*TASK OBJECTIVE*: Among the lines below, keep only those from the one containing "impl Template for Works" through the one containing "let mut registry = Registry::new();", and reproduce them exactly.

*DATA FOR PROCESSING*:

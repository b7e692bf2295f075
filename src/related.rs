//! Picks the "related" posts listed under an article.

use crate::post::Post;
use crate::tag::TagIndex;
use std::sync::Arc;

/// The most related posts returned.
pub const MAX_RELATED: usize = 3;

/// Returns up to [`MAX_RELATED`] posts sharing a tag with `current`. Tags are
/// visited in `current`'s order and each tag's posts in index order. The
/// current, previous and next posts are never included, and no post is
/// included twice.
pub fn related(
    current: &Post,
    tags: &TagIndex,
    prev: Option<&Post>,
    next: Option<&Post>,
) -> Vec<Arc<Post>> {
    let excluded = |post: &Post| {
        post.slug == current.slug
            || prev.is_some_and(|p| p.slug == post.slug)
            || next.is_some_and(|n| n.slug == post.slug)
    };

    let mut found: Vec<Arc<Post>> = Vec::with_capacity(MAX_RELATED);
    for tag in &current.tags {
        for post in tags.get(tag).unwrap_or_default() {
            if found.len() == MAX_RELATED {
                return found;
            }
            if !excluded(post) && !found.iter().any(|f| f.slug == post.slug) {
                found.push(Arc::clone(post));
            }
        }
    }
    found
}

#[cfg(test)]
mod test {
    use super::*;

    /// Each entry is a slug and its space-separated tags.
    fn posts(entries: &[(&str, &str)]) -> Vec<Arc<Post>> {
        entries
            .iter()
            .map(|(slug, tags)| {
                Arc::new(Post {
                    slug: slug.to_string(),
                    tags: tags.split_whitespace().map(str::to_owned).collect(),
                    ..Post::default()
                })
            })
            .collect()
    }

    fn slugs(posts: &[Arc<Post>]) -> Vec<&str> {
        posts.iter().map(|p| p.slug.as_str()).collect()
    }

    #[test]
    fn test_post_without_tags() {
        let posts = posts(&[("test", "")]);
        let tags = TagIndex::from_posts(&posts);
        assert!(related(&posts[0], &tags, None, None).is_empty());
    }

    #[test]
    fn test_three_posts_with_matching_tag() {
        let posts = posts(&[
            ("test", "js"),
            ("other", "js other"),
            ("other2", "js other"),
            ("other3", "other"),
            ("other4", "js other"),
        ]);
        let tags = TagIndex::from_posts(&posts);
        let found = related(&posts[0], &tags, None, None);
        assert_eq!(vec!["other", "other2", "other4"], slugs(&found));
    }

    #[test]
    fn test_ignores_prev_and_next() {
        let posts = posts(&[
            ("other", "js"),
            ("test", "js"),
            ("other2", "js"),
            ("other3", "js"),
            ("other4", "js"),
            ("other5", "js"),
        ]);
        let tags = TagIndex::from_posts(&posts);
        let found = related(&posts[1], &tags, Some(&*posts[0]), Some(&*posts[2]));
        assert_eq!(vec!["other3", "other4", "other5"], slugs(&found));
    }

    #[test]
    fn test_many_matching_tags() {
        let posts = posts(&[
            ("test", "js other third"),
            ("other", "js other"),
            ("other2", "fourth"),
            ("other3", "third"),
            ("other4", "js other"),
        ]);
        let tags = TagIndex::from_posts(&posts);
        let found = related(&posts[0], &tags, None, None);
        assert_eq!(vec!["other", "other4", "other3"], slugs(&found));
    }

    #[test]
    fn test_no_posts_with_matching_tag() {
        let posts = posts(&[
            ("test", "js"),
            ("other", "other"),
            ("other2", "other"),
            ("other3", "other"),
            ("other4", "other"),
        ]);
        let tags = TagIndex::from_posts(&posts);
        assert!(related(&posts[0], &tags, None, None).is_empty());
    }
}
--
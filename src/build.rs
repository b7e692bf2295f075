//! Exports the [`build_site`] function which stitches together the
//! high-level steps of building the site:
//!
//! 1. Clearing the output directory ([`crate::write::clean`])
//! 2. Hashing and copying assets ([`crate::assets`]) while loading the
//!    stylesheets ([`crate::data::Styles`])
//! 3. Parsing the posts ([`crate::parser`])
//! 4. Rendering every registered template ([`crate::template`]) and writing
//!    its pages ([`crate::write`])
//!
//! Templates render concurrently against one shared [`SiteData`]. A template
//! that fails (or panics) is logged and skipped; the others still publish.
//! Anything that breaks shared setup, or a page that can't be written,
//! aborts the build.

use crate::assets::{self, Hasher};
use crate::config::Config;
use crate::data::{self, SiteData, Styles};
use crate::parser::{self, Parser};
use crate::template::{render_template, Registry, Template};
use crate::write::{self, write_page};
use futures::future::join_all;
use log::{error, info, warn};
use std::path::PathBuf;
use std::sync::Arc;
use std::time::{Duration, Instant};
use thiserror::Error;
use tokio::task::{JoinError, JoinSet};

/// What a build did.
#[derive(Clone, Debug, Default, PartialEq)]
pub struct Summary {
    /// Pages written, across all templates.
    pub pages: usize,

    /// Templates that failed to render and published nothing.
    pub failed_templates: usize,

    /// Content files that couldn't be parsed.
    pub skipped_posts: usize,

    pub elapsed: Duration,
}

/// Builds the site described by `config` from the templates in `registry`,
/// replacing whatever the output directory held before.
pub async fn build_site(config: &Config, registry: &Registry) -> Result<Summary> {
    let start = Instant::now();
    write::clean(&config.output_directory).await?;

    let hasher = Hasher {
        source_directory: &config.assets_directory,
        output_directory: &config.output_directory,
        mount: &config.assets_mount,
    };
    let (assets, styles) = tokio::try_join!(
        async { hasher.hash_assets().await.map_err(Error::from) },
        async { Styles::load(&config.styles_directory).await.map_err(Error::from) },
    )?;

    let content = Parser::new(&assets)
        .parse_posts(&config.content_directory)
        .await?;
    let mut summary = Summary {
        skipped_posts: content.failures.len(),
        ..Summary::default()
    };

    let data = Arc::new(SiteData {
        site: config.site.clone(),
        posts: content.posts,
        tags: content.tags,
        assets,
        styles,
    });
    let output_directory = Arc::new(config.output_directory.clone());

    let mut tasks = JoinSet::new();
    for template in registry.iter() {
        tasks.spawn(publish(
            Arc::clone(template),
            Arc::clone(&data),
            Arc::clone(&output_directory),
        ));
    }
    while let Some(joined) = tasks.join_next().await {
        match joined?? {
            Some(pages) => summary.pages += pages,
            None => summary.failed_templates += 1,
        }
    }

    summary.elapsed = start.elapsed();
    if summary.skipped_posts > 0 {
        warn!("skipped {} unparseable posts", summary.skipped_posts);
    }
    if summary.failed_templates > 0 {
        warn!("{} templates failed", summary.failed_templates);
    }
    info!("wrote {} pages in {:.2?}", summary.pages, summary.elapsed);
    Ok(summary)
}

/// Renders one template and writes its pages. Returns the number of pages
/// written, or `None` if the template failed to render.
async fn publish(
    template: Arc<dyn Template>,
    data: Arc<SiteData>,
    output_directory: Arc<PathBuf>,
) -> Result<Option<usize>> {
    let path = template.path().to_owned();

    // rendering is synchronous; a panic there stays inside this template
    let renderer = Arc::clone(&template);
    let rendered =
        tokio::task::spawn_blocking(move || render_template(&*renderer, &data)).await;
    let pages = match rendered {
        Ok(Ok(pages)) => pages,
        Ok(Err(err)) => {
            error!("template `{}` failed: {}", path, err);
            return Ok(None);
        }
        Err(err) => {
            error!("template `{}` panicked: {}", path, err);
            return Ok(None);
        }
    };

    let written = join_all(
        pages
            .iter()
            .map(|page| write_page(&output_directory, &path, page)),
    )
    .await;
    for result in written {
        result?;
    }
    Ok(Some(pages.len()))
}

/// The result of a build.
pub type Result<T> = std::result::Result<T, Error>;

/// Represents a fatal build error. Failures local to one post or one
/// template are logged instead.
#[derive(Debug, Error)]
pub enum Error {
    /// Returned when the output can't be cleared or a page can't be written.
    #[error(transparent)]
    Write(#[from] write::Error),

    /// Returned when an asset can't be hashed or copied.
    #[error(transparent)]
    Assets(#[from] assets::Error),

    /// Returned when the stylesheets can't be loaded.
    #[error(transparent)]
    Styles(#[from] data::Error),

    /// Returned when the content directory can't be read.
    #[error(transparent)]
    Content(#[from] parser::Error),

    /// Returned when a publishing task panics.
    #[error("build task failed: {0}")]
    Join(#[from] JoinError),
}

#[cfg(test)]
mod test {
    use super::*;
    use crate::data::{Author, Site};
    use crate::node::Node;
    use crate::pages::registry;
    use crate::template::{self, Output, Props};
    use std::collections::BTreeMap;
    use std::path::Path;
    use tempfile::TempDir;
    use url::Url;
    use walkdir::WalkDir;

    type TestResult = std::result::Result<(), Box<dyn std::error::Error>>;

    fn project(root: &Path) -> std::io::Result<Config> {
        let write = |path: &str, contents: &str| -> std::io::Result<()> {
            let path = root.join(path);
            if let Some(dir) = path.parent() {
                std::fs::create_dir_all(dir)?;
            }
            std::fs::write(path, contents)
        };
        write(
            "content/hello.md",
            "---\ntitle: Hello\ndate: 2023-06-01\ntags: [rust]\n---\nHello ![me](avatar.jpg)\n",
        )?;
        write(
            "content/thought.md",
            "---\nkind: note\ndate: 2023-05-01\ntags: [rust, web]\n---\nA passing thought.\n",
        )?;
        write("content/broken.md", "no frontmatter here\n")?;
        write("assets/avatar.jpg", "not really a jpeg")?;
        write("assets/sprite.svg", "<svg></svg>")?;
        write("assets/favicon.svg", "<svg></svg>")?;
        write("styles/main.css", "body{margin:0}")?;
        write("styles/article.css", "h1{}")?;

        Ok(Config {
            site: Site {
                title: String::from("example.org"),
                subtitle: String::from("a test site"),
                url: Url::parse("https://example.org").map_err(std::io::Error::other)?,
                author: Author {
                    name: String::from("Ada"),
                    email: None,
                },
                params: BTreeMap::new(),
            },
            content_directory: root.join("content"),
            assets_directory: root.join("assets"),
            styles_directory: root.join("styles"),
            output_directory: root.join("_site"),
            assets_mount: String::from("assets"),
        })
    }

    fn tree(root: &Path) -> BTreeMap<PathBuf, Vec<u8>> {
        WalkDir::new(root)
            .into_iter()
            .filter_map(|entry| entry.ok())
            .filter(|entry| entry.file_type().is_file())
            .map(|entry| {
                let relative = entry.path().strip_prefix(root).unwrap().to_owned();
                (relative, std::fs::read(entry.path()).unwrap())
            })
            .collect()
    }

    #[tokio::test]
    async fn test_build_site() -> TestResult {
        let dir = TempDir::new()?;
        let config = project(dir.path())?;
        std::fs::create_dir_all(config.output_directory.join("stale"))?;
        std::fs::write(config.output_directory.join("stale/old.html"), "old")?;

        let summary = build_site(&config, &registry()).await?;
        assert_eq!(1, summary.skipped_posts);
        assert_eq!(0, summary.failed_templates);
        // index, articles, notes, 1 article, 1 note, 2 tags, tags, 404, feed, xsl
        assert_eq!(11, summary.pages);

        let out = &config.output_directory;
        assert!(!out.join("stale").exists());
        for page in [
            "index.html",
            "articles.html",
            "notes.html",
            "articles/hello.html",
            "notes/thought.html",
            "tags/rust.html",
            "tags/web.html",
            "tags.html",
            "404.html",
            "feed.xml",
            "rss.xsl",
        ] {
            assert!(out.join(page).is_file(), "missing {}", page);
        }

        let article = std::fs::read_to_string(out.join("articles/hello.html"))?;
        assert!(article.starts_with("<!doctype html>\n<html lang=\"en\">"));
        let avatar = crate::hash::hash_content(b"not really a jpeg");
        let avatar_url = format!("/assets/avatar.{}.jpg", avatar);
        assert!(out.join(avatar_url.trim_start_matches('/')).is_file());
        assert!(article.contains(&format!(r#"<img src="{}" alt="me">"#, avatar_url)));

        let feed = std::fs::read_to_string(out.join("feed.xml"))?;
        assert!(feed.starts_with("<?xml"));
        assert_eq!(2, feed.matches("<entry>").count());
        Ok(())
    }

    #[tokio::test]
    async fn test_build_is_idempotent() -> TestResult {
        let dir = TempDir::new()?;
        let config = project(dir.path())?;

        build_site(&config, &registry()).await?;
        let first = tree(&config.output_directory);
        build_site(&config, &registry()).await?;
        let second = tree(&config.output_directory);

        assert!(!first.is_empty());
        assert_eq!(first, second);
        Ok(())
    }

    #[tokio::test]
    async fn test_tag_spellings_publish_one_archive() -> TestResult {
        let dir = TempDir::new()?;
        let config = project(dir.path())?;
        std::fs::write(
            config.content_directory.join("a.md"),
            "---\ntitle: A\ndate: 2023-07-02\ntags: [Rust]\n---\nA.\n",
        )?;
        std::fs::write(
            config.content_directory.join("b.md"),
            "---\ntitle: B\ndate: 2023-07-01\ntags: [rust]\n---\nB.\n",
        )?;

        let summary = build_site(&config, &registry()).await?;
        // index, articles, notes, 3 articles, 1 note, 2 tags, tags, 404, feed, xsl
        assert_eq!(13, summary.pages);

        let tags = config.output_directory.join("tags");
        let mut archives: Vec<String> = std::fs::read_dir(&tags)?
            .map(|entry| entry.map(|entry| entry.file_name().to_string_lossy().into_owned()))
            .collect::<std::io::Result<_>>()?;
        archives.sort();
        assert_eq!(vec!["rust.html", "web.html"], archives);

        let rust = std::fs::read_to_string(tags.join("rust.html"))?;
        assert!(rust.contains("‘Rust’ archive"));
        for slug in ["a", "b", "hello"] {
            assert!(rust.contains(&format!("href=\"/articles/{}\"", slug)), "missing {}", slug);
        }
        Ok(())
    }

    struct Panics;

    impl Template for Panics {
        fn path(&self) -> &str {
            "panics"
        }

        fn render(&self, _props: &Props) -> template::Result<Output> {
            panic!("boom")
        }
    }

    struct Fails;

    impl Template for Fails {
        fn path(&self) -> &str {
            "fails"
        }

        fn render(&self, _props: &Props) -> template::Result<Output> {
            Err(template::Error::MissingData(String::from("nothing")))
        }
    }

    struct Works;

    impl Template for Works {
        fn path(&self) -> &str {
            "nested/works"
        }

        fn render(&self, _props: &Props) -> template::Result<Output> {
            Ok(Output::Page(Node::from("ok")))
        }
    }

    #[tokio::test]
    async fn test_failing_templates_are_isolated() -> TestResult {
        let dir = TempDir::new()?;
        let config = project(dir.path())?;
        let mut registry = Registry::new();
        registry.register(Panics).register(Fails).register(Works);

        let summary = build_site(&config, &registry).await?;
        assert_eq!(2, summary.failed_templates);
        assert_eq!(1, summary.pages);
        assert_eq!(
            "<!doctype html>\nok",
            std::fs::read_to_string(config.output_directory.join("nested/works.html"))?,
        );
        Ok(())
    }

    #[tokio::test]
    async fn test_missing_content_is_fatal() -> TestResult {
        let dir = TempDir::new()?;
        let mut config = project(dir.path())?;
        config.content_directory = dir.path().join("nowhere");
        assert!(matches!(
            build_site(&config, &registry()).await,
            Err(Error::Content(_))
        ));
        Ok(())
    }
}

*WRITTEN SOLUTION*:
    impl Template for Works {
        fn path(&self) -> &str {
            "nested/works"
        }

        fn render(&self, _props: &Props) -> template::Result<Output> {
            Ok(Output::Page(Node::from("ok")))
        }
    }

    #[tokio::test]
    async fn test_failing_templates_are_isolated() -> TestResult {
        let dir = TempDir::new()?;
        let config = project(dir.path())?;
        let mut registry = Registry::new();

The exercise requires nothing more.